ART & CULTURE

Beautiful Gat by Artisan Jung Choon-mo
For a while, it seems as though gat, or the Korean traditional headwear, would remain forever stuck in history. It enjoyed an unexpected resurgence and gained international fame as ‘Korean Hat’ in the Netflix series <Kingdom>. Unfortunately, there aren’t many artisans left who specialize in gat. The presence of Jung Choon-mo, the No. 4 National Intangible Cultural Heritage as ganniljang (master gat maker), is that much more precious.
There were some fashionable gentlemen back in the Joseon Dynasty. We’re not just talking about the well-to-do noblemen. The middle class and even struggling commoners did their own things to look good. ‘Hyugidappung,’ by Hyewon Shin Yun-bok in the late Joseon era, features a gisaeng riding a palanquin and a young man watching her from the side. The hem of the robe and the string of the gat flutter in the gust of wind. The way he’s holding down the brim to keep his hat from flying off his head makes him look the part of a modern trendsetter.

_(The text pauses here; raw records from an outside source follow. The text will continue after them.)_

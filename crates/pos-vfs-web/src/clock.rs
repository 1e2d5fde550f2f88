//! Browser wall clock.

use pos_vfs::Clock;

/// Millisecond clock backed by `Date.now()`.
#[derive(Clone, Copy, Debug, Default)]
pub struct DateClock;

impl Clock for DateClock {
    fn now(&self) -> u64 {
        js_sys::Date::now() as u64
    }
}
//! Browser binding for the Pseudo OS VFS
//!
//! Runs on the browser's main thread. Persists nodes to IndexedDB through
//! the `PosStorage` JavaScript object (`js/pos-storage.js`) and exports
//! `WebVfs` to the desktop UI.
//!
//! ## Module Structure
//!
//! - `bindings` - `PosStorage` and console externs
//! - `convert` - `FsNode` <-> JS record conversion
//! - `store` - `IndexedDbStore`, the `NodeStore` over `PosStorage`
//! - `clock` - `DateClock`, timestamps from `Date.now()`
//! - `web_vfs` - `WebVfs`, the exported camelCase API
//!
//! ## Usage
//!
//! ```text
//! <script src="pos-storage.js"></script>
//! const fs = await WebVfs.init();            // or WebVfs.init('{"default_drive":"D"}')
//! await fs.writeFile("C:\\System\\Desktop\\hi.txt", new TextEncoder().encode("hi"));
//! ```

// =============================================================================
// Module declarations
// =============================================================================

pub mod bindings;
pub mod clock;
pub mod convert;
pub mod store;
mod web_vfs;

// =============================================================================
// Public re-exports
// =============================================================================

pub use clock::DateClock;
pub use store::IndexedDbStore;
pub use web_vfs::{install_hooks, to_js_error, WebVfs};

Exhibition for the ‘Artisan of the Year’ for 2020, selected by YEOL

Gat: Essential Item for Joseon Dandies
According to documents made available by the Cultural Heritage Administration, women during the Joseon Dynasty made their fashion statements with colorful ‘jeogori’ (upper garment of hanbok) and skirts. Men did so by donning ‘po’ (oversized robe) on top of their jeogori. They added some accessories, too, and gat was the main item.
Gat first began to be worn as an official hat during King Gongmin’s reign in the Goryeo Dynasty. By the Joseon era, it transcended social status or official positions and came to symbolize the spirit of the scholar in the Confucian culture. It was also a fashionable item. The width of the brim and the height of the crown changed in accordance with fashion trends. Records show that, starting in the mid-17th century, the brim became too wide that one could barely walk through a typical door wearing gat, and it was difficult for two people to sit side by side. Noblemen would hang coral or amber to their gat strings to make their hat even more fashionable. Toward the late Joseon era, the royal court banned excessive styling on gat, fearing overspending.

Working on the curve of gat with heated iron

Weaving together bamboo strands

Making Gat: Complicated and Difficult Process
Made of horsehair and bamboo, gat comes in many different types depending on its materials, colors and usage. The prototypical gat is black, with a wide brim and a high crown. It’s formally called ‘heungnip.’ They came in different sizes and crowns had different heights. For the most part, heungnip came to be known as gat.
The process of making gat is known as ‘gannil.’ It is a complicated process and each step requires different skill sets, and gannil required a division of labor. ‘Chongmojail’ entails making the crown with horsehair and bamboo. ‘Yangtaeil’ involves weaving thinly-sliced pieces of bamboo to build the brim. ‘Ipjail’ is the final stage that connects the crown and the brim, while adding silk and painting meok (traditional black ink) and ott (traditional lacquer). Yangtaeil is the longest of the three stages. Of 51 total steps, yangtaeil accounts for 24.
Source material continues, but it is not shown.